> ABOUT THIS TASK: Begin with the line holding "assert_eq!(after.records().len(), 2);", then print every line after it through the end of the data, exactly and with nothing added.

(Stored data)

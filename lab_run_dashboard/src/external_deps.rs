pub use chrono::{DateTime, Local, NaiveDateTime, Utc};
pub use flexi_logger::{
    Age, Cleanup, Criterion, DeferredNow, Duplicate, FileSpec, Logger, LoggerHandle, Naming, Record,
};
pub use indexmap::IndexMap;
pub use once_cell::sync::Lazy as once_lazy;
pub use moka::future::Cache;

pub use sqlx::{
    Column, ColumnIndex, ConnectOptions, Connection, Row, TypeInfo, ValueRef,
    sqlite::{SqliteConnectOptions, SqliteConnection, SqliteRow},
};

pub use tokio::sync::watch;
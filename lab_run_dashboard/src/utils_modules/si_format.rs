const PREFIXES: [(i32, &str); 17] = [
    (-24, "y"),
    (-21, "z"),
    (-18, "a"),
    (-15, "f"),
    (-12, "p"),
    (-9, "n"),
    (-6, "µ"),
    (-3, "m"),
    (0, ""),
    (3, "k"),
    (6, "M"),
    (9, "G"),
    (12, "T"),
    (15, "P"),
    (18, "E"),
    (21, "Z"),
    (24, "Y"),
];

#[derive(Debug, Clone, Copy, PartialEq, Eq)]
pub enum SiUnit {
    Ampere,
    Volt,
    Ohm,
    Farad,
    Henry,
    Watt,
    Joule,
    Second,
    Meter,
    Gram,
    Coulomb,
    Kelvin,
    Decibel,
}

impl SiUnit {
    pub fn symbol(&self) -> &'static str {
        match self {
            SiUnit::Ampere => "A",
            SiUnit::Volt => "V",
            SiUnit::Ohm => "Ω",
            SiUnit::Farad => "F",
            SiUnit::Henry => "H",
            SiUnit::Watt => "W",
            SiUnit::Joule => "J",
            SiUnit::Second => "s",
            SiUnit::Meter => "m",
            SiUnit::Gram => "g",
            SiUnit::Coulomb => "C",
            SiUnit::Kelvin => "K",
            SiUnit::Decibel => "dB",
        }
    }

    #[doc = "Unit conventionally recorded under a measured column name, if known"]
    pub fn for_column(column: &str) -> Option<SiUnit> {
        match column.trim().to_ascii_lowercase().as_str() {
            "voltage" | "v" | "bias" => Some(SiUnit::Volt),
            "current" | "i" => Some(SiUnit::Ampere),
            "resistance" | "r" => Some(SiUnit::Ohm),
            "capacitance" => Some(SiUnit::Farad),
            "inductance" => Some(SiUnit::Henry),
            "power" => Some(SiUnit::Watt),
            "energy" => Some(SiUnit::Joule),
            "time" | "t" => Some(SiUnit::Second),
            "length" | "distance" => Some(SiUnit::Meter),
            "mass" => Some(SiUnit::Gram),
            "charge" => Some(SiUnit::Coulomb),
            "temperature" => Some(SiUnit::Kelvin),
            "gain" | "attenuation" => Some(SiUnit::Decibel),
            _ => None,
        }
    }
}

#[doc = r#"
    Formats a quantity with the most compact SI prefix and two decimals,
    e.g. `0.00123 V` becomes `1.23 mV`.

    Decibels are logarithmic and are never prefixed. Zero and non-finite
    values are printed without a prefix.
"#]
pub fn format_si(value: f64, unit: SiUnit) -> String {
    if unit == SiUnit::Decibel || value == 0.0 || !value.is_finite() {
        return format!("{:.2} {}", value, unit.symbol());
    }

    let exponent: i32 = value.abs().log10().floor() as i32;
    let engineering: i32 = (exponent.div_euclid(3) * 3).clamp(-24, 24);

    let mut scaled: f64 = value / 10f64.powi(engineering);
    let mut prefix_exp: i32 = engineering;

    /* 반올림으로 1000.00이 되는 경우 다음 접두어로 이동 */
    if (scaled.abs() * 100.0).round() / 100.0 >= 1000.0 && prefix_exp < 24 {
        prefix_exp += 3;
        scaled = value / 10f64.powi(prefix_exp);
    }

    let prefix: &str = PREFIXES
        .iter()
        .find(|(exp, _)| *exp == prefix_exp)
        .map(|(_, p)| *p)
        .unwrap_or("");

    format!("{:.2} {}{}", scaled, prefix, unit.symbol())
}

#[doc = "Axis tick label: SI formatted when the column has a known unit"]
pub fn format_axis_value(value: f64, unit: Option<SiUnit>) -> String {
    match unit {
        Some(unit) => format_si(value, unit),
        None => format!("{:.2}", value),
    }
}
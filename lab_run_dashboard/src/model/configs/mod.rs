pub mod chart_config;
pub mod experiment_config;
pub mod sqlite_config;
pub mod system_config;
pub mod total_config;
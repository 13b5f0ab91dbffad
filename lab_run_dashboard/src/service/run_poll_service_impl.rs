use crate::common::*;

use crate::model::run::{fetched_batch::*, run_record::*};
use crate::traits::{repository_traits::run_repository::*, service_traits::run_poll_service::*};

const CACHE_MAX_ENTRIES: u64 = 1024;

#[doc = r#"
    Watermark poller over the `runs` table.

    Each result is memoized per watermark for the cache window, so a caller
    retrying the same watermark inside the window sees the earlier batch even
    when new rows have landed in the meantime.
"#]
#[derive(Debug)]
pub struct RunPollServiceImpl<R: RunRepository> {
    run_repository: Arc<R>,
    cache: Cache<i64, FetchedBatch>,
}

impl<R: RunRepository> RunPollServiceImpl<R> {
    pub fn new(run_repository: Arc<R>, cache_ttl: Duration) -> Self {
        Self {
            run_repository,
            cache: Cache::builder()
                .max_capacity(CACHE_MAX_ENTRIES)
                .time_to_live(cache_ttl)
                .build(),
        }
    }
}

#[async_trait]
impl<R: RunRepository> RunPollService for RunPollServiceImpl<R> {
    async fn init_database(&self) -> anyhow::Result<()> {
        self.run_repository.init_schema().await
    }

    async fn fetch_live_data(&self, last_index: i64) -> anyhow::Result<FetchedBatch> {
        if let Some(cached) = self.cache.get(&last_index).await {
            debug!(
                "[RunPollServiceImpl->fetch_live_data] cache hit for watermark {}",
                last_index
            );
            return Ok(cached);
        }

        let records: Vec<RunRecord> = self
            .run_repository
            .fetch_runs_after(last_index)
            .await
            .context("[RunPollServiceImpl->fetch_live_data] Failed to fetch runs")?;

        let batch: FetchedBatch = FetchedBatch::from_records(records, last_index);

        if !batch.is_empty() {
            info!(
                "Fetched {} new runs after id {} (watermark -> {})",
                batch.records().len(),
                last_index,
                batch.watermark()
            );
        }

        self.cache.insert(last_index, batch.clone()).await;

        Ok(batch)
    }
}

#[cfg(test)]
mod tests {
    use super::*;

    use parking_lot::Mutex;
    use std::sync::atomic::{AtomicUsize, Ordering};

    #[derive(Default)]
    struct MemoryRunRepository {
        rows: Mutex<Vec<RunRecord>>,
        queries: AtomicUsize,
    }

    impl MemoryRunRepository {
        fn push(&self, parameters: &str) -> i64 {
            let mut rows = self.rows.lock();
            let id: i64 = rows.last().map_or(1, |r| r.id + 1);
            rows.push(RunRecord::new(id, None, Some(parameters.to_string()), None));
            id
        }
    }

    #[async_trait]
    impl RunRepository for MemoryRunRepository {
        async fn init_schema(&self) -> anyhow::Result<()> {
            Ok(())
        }

        async fn fetch_runs_after(&self, last_index: i64) -> anyhow::Result<Vec<RunRecord>> {
            self.queries.fetch_add(1, Ordering::SeqCst);
            Ok(self
                .rows
                .lock()
                .iter()
                .filter(|r| r.id > last_index)
                .cloned()
                .collect())
        }
    }

    fn service(repo: &Arc<MemoryRunRepository>) -> RunPollServiceImpl<MemoryRunRepository> {
        service_with_ttl(repo, Duration::from_secs(300))
    }

    fn service_with_ttl(
        repo: &Arc<MemoryRunRepository>,
        ttl: Duration,
    ) -> RunPollServiceImpl<MemoryRunRepository> {
        RunPollServiceImpl::new(Arc::clone(repo), ttl)
    }

    #[tokio::test]
    async fn empty_batch_returns_input_watermark() {
        let repo: Arc<MemoryRunRepository> = Arc::new(MemoryRunRepository::default());
        let poller = service(&repo);

        let batch: FetchedBatch = poller.fetch_live_data(17).await.unwrap();
        assert!(batch.is_empty());
        assert_eq!(*batch.watermark(), 17);
    }

    #[tokio::test]
    async fn returns_newer_records_and_max_id() {
        let repo: Arc<MemoryRunRepository> = Arc::new(MemoryRunRepository::default());
        for name in ["a", "b", "c"] {
            repo.push(name);
        }
        let poller = service(&repo);

        let batch: FetchedBatch = poller.fetch_live_data(1).await.unwrap();
        let ids: Vec<i64> = batch.records().iter().map(|r| r.id).collect();
        assert_eq!(ids, vec![2, 3]);
        assert_eq!(*batch.watermark(), 3);
    }

    #[tokio::test]
    async fn same_watermark_inside_window_is_served_from_cache() {
        let repo: Arc<MemoryRunRepository> = Arc::new(MemoryRunRepository::default());
        repo.push("first");
        let poller = service(&repo);

        let before: FetchedBatch = poller.fetch_live_data(0).await.unwrap();
        repo.push("second");

        let during: FetchedBatch = poller.fetch_live_data(0).await.unwrap();

        assert_eq!(before, during);
        assert_eq!(during.records().len(), 1);
        assert_eq!(repo.queries.load(Ordering::SeqCst), 1);
    }

    #[tokio::test]
    async fn changes_become_visible_after_window() {
        let repo: Arc<MemoryRunRepository> = Arc::new(MemoryRunRepository::default());
        repo.push("first");
        let poller = service_with_ttl(&repo, Duration::from_millis(200));

        poller.fetch_live_data(0).await.unwrap();
        repo.push("second");

        /* moka 는 자체 시계를 쓰므로 실제 시간으로 대기 */
        tokio::time::sleep(Duration::from_millis(500)).await;
        let after: FetchedBatch = poller.fetch_live_data(0).await.unwrap();

        assert_eq!(after.records().len(), 2);
        assert_eq!(*after.watermark(), 2);
        assert_eq!(repo.queries.load(Ordering::SeqCst), 2);
    }

    #[tokio::test]
    async fn different_watermarks_are_cached_separately() {
        let repo: Arc<MemoryRunRepository> = Arc::new(MemoryRunRepository::default());
        repo.push("first");
        repo.push("second");
        let poller = service(&repo);

        let from_zero: FetchedBatch = poller.fetch_live_data(0).await.unwrap();
        let from_one: FetchedBatch = poller.fetch_live_data(1).await.unwrap();

        assert_eq!(from_zero.records().len(), 2);
        assert_eq!(from_one.records().len(), 1);
        assert_eq!(repo.queries.load(Ordering::SeqCst), 2);
    }

    #[tokio::test]
    async fn works_over_sqlite_repository() {
        use crate::repository::run_repository_impl::*;

        let dir = tempfile::tempdir().unwrap();
        let repo: Arc<RunRepositoryImpl> =
            Arc::new(RunRepositoryImpl::new(dir.path().join("runs.db")));
        let poller = RunPollServiceImpl::new(Arc::clone(&repo), Duration::from_secs(300));

        poller.init_database().await.unwrap();
        repo.insert_run("2024-09-15 10:00:00", "iv", br#"{"current": 1.0}"#)
            .await
            .unwrap();

        let batch: FetchedBatch = poller.fetch_live_data(0).await.unwrap();
        assert_eq!(*batch.watermark(), 1);
        assert_eq!(
            batch.to_table().column("current").unwrap(),
            &[crate::model::table::cell::Cell::Float(1.0)]
        );
    }
}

> TASK RESPONSE:
        assert_eq!(after.records().len(), 2);
        assert_eq!(*after.watermark(), 2);
        assert_eq!(repo.queries.load(Ordering::SeqCst), 2);
    }

    #[tokio::test]
    async fn different_watermarks_are_cached_separately() {
        let repo: Arc<MemoryRunRepository> = Arc::new(MemoryRunRepository::default());
        repo.push("first");
        repo.push("second");
        let poller = service(&repo);

        let from_zero: FetchedBatch = poller.fetch_live_data(0).await.unwrap();
        let from_one: FetchedBatch = poller.fetch_live_data(1).await.unwrap();

        assert_eq!(from_zero.records().len(), 2);
        assert_eq!(from_one.records().len(), 1);
        assert_eq!(repo.queries.load(Ordering::SeqCst), 2);
    }

    #[tokio::test]
    async fn works_over_sqlite_repository() {
        use crate::repository::run_repository_impl::*;

        let dir = tempfile::tempdir().unwrap();
        let repo: Arc<RunRepositoryImpl> =
            Arc::new(RunRepositoryImpl::new(dir.path().join("runs.db")));
        let poller = RunPollServiceImpl::new(Arc::clone(&repo), Duration::from_secs(300));

        poller.init_database().await.unwrap();
        repo.insert_run("2024-09-15 10:00:00", "iv", br#"{"current": 1.0}"#)
            .await
            .unwrap();

        let batch: FetchedBatch = poller.fetch_live_data(0).await.unwrap();
        assert_eq!(*batch.watermark(), 1);
        assert_eq!(
            batch.to_table().column("current").unwrap(),
            &[crate::model::table::cell::Cell::Float(1.0)]
        );
    }
}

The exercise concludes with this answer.